John Malcolm Fisher died on 4 May 2025 at Royal Sussex County Hospital after suffering uncontrollable seizures.

Assistant coroner Karen Taylor concluded that Mr Fisher’s death followed a series of failures in how his anti-epileptic medication was recorded and administered in the community.

Mr Fisher, who had been diagnosed with epilepsy in 2020, had remained seizure-free for almost four years before being admitted to hospital on 22 April 2025 with persistent seizures.

His condition deteriorated rapidly, developing into status epilepticus – a life-threatening condition where seizures continue without recovery between them.

An inquest heard that, in the days leading up to his admission, there were concerns about missed doses of key medication, including sodium valproate, which is used to control seizures.

Mr Fisher had been receiving care from Sussex Community NHS Foundation Trust and Coastal Homecare.
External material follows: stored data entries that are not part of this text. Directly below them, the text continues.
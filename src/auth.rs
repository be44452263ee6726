//! OAuth 2.0 client-credentials tokens and the token sources that cache and renew them.

pub mod source;
pub mod token;

pub use source::*;
pub use token::*;
//! Secret strings (access tokens, client secrets) that never print their value.

// self
use crate::_prelude::*;

/// Credential string whose `Debug` and `Display` output is `<redacted>`.
#[derive(Clone, PartialEq, Eq, Serialize, Deserialize)]
#[serde(transparent)]
pub struct TokenSecret(String);
impl TokenSecret {
	/// Wraps a new secret string.
	pub fn new(value: impl Into<String>) -> Self {
		Self(value.into())
	}

	/// Returns the inner token value. Callers must avoid logging this string.
	pub fn expose(&self) -> &str {
		&self.0
	}

	/// Returns `true` when the wrapped value is the empty string.
	pub fn is_empty(&self) -> bool {
		self.0.is_empty()
	}
}
impl Debug for TokenSecret {
	fn fmt(&self, f: &mut Formatter) -> FmtResult {
		f.debug_tuple("TokenSecret").field(&"<redacted>").finish()
	}
}
impl Display for TokenSecret {
	fn fmt(&self, f: &mut Formatter) -> FmtResult {
		f.write_str("<redacted>")
	}
}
The coroner found that during a handover between services, critical information about his medication was not properly shared.
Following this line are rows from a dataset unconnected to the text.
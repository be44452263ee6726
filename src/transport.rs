//! Composable request/response interceptors around a base HTTP sender.
//!
//! Every registered client owns one chain assembled by [`assemble_transport`]:
//!
//! ```text
//! AuthTransport (only with a token source)
//!   └─ TracingTransport
//!        └─ LoggingTransport
//!             └─ base (ReqwestTransport, or a caller-supplied Transport)
//! ```
//!
//! Bodies are fully buffered, so every layer can inspect them without starving the next one.

pub mod auth;
pub mod base;
pub mod logging;
pub mod trace;

pub use auth::*;
pub use base::*;
pub use logging::*;
pub use trace::*;

// self
use crate::{_prelude::*, auth::TokenSource, error::ConfigError, obs::LogConfig};

/// Buffered outbound request.
pub type HttpRequest = http::Request<Vec<u8>>;
/// Buffered upstream response.
pub type HttpResponse = http::Response<Vec<u8>>;
/// Future returned by [`Transport::execute`].
pub type TransportFuture<'a> = Pin<Box<dyn Future<Output = Result<HttpResponse>> + 'a + Send>>;

/// Single-method capability every chain layer implements.
///
/// Implementations must be `Send + Sync + 'static` so one chain can serve every concurrent
/// caller of a client. Failures are returned unchanged to the caller; no layer retries.
pub trait Transport
where
	Self: 'static + Send + Sync,
{
	/// Sends `request` and resolves to the upstream response.
	fn execute(&self, request: HttpRequest) -> TransportFuture<'_>;
}

/// Builds the standard chain for one client.
///
/// `base` replaces the default [`ReqwestTransport`] (and then `skip_ssl` has no effect); the
/// logging and tracing layers always wrap it, and the auth layer is added only when
/// `token_source` is present.
pub fn assemble_transport(
	skip_ssl: bool,
	base: Option<Arc<dyn Transport>>,
	token_source: Option<Arc<TokenSource>>,
	log: Arc<LogConfig>,
) -> Result<Arc<dyn Transport>, ConfigError> {
	let base = match base {
		Some(base) => base,
		None => Arc::new(ReqwestTransport::new(skip_ssl)?),
	};
	let logging = Arc::new(LoggingTransport::new(base, log));
	let tracing = Arc::new(TracingTransport::new(logging));

	Ok(match token_source {
		Some(source) => Arc::new(AuthTransport::new(tracing, source)),
		None => tracing,
	})
}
A handwritten medication record compiled by NHS teams was later transferred into a digital system by the care agency. However, a key drug – sodium valproate oral solution – was not included, meaning Mr Fisher did not receive it for six days.

The coroner said the error went unnoticed and highlighted the absence of a system to cross-check medications during transitions between care providers. There was also no liaison with Mr Fisher’s community pharmacy, which regularly dispensed his prescriptions.
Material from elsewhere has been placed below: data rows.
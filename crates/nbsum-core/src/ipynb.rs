use crate::error::{NotebookError, Result};
use serde::Deserialize;
use serde_json::{Map, Value};
use std::fs;
use std::path::Path;

/// Major version of the notebook interchange format this crate targets
pub const NBFORMAT_MAJOR: u32 = 4;

/// Top-level notebook document
///
/// Parsed leniently: unknown keys are ignored, a missing `cells` key is an
/// empty sequence, and cell structure is not validated beyond what the
/// fields below require.
#[derive(Debug, Clone, Default, PartialEq, Deserialize)]
pub struct Notebook {
    /// Major schema version (`nbformat`), if present
    #[serde(default)]
    pub nbformat: Option<u32>,
    /// Minor schema version, defaults to 0
    #[serde(default)]
    pub nbformat_minor: u32,
    /// Ordered sequence of cells
    #[serde(default)]
    pub cells: Vec<Cell>,
    /// Notebook-level metadata, passed through unchanged
    #[serde(default)]
    pub metadata: Map<String, Value>,
}

/// A single notebook cell as it appears on disk
#[derive(Debug, Clone, Default, PartialEq, Deserialize)]
pub struct Cell {
    /// Type tag ("code", "markdown", "raw"), `None` when absent
    #[serde(default)]
    pub cell_type: Option<String>,
    /// Source text, either a single string or a list of fragments
    #[serde(default)]
    pub source: SourceText,
    /// Cell metadata, defaults to an empty mapping
    #[serde(default)]
    pub metadata: Map<String, Value>,
}

/// The two on-disk shapes of a cell's `source` field
///
/// nbformat 4 stores source either as one string or as an ordered list of
/// line fragments. Both collapse to the same concatenated string via
/// [`SourceText::join`].
#[derive(Debug, Clone, PartialEq, Deserialize)]
#[serde(untagged)]
pub enum SourceText {
    /// Source stored as a single string
    Single(String),
    /// Source stored as an ordered list of string fragments
    Fragments(Vec<String>),
}

impl Default for SourceText {
    fn default() -> Self {
        Self::Fragments(Vec::new())
    }
}

impl SourceText {
    /// Collapse into a single string, joining fragments with no separator
    #[must_use]
    pub fn join(&self) -> String {
        match self {
            Self::Single(s) => s.clone(),
            Self::Fragments(parts) => parts.concat(),
        }
    }
}

/// Normalized projection of a cell
#[derive(Debug, Clone, Default, PartialEq)]
pub struct ExtractedCell {
    /// Type tag, `None` when the cell carried none
    pub cell_type: Option<String>,
    /// Source collapsed to a single string
    pub source: String,
    /// Cell metadata, empty when the cell carried none
    pub metadata: Map<String, Value>,
}

/// Load a notebook from a file path
///
/// The path must refer to an existing file; parsing is never attempted
/// otherwise.
///
/// # Errors
///
/// Returns an error if:
/// - The path does not exist (`NotFound`, carrying the path)
/// - The file cannot be read as UTF-8 text (I/O error)
/// - The notebook JSON is malformed or its version is not supported
#[must_use = "this function returns a parsed notebook that should be processed"]
pub fn load_notebook<P: AsRef<Path>>(path: P) -> Result<Notebook> {
    let path = path.as_ref();

    if !path.exists() {
        return Err(NotebookError::NotFound(path.to_path_buf()));
    }

    let content = fs::read_to_string(path)?;
    parse_notebook_from_str(&content)
}

/// Parse a notebook from a string
///
/// # Errors
///
/// Returns an error if the notebook JSON is malformed, the `nbformat`
/// field is missing, or the major version is not 4.
#[must_use = "this function returns a parsed notebook that should be processed"]
pub fn parse_notebook_from_str(content: &str) -> Result<Notebook> {
    let notebook: Notebook = serde_json::from_str(content)?;

    match notebook.nbformat {
        Some(NBFORMAT_MAJOR) => Ok(notebook),
        Some(major) => Err(NotebookError::UnsupportedVersion {
            major,
            minor: notebook.nbformat_minor,
        }),
        None => Err(NotebookError::InvalidFormat(
            "missing nbformat version field".to_string(),
        )),
    }
}

/// Extract all cells from a notebook in original order
///
/// Pure projection: each cell's source collapses to a single string and
/// its metadata passes through unchanged. The result has the same length
/// and order as `notebook.cells`.
#[must_use]
pub fn extract_cells(notebook: &Notebook) -> Vec<ExtractedCell> {
    notebook
        .cells
        .iter()
        .map(|cell| ExtractedCell {
            cell_type: cell.cell_type.clone(),
            source: cell.source.join(),
            metadata: cell.metadata.clone(),
        })
        .collect()
}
“It was far from clear” from the records whether some medications had been administered at all, the report noted, raising wider concerns about the accuracy of documentation.

Despite treatment in hospital, including additional medication and specialist care, Mr Fisher’s seizures could not be controlled. A decision was made with his family to move to end-of-life care, and he died days later.

In a Prevention of Future Deaths report, Ms Taylor warned that similar failures could happen again without changes to how medication is recorded, communicated and verified between services.

She has called for action to reduce the risk to other vulnerable patients, particularly those receiving care from multiple providers in the community.

Both the NHS trust and Coastal Homecare have expressed condolences to Mr Fisher’s family and said they will respond to the coroner’s findings.

They have until 13 May 2026 to outline what action will be taken.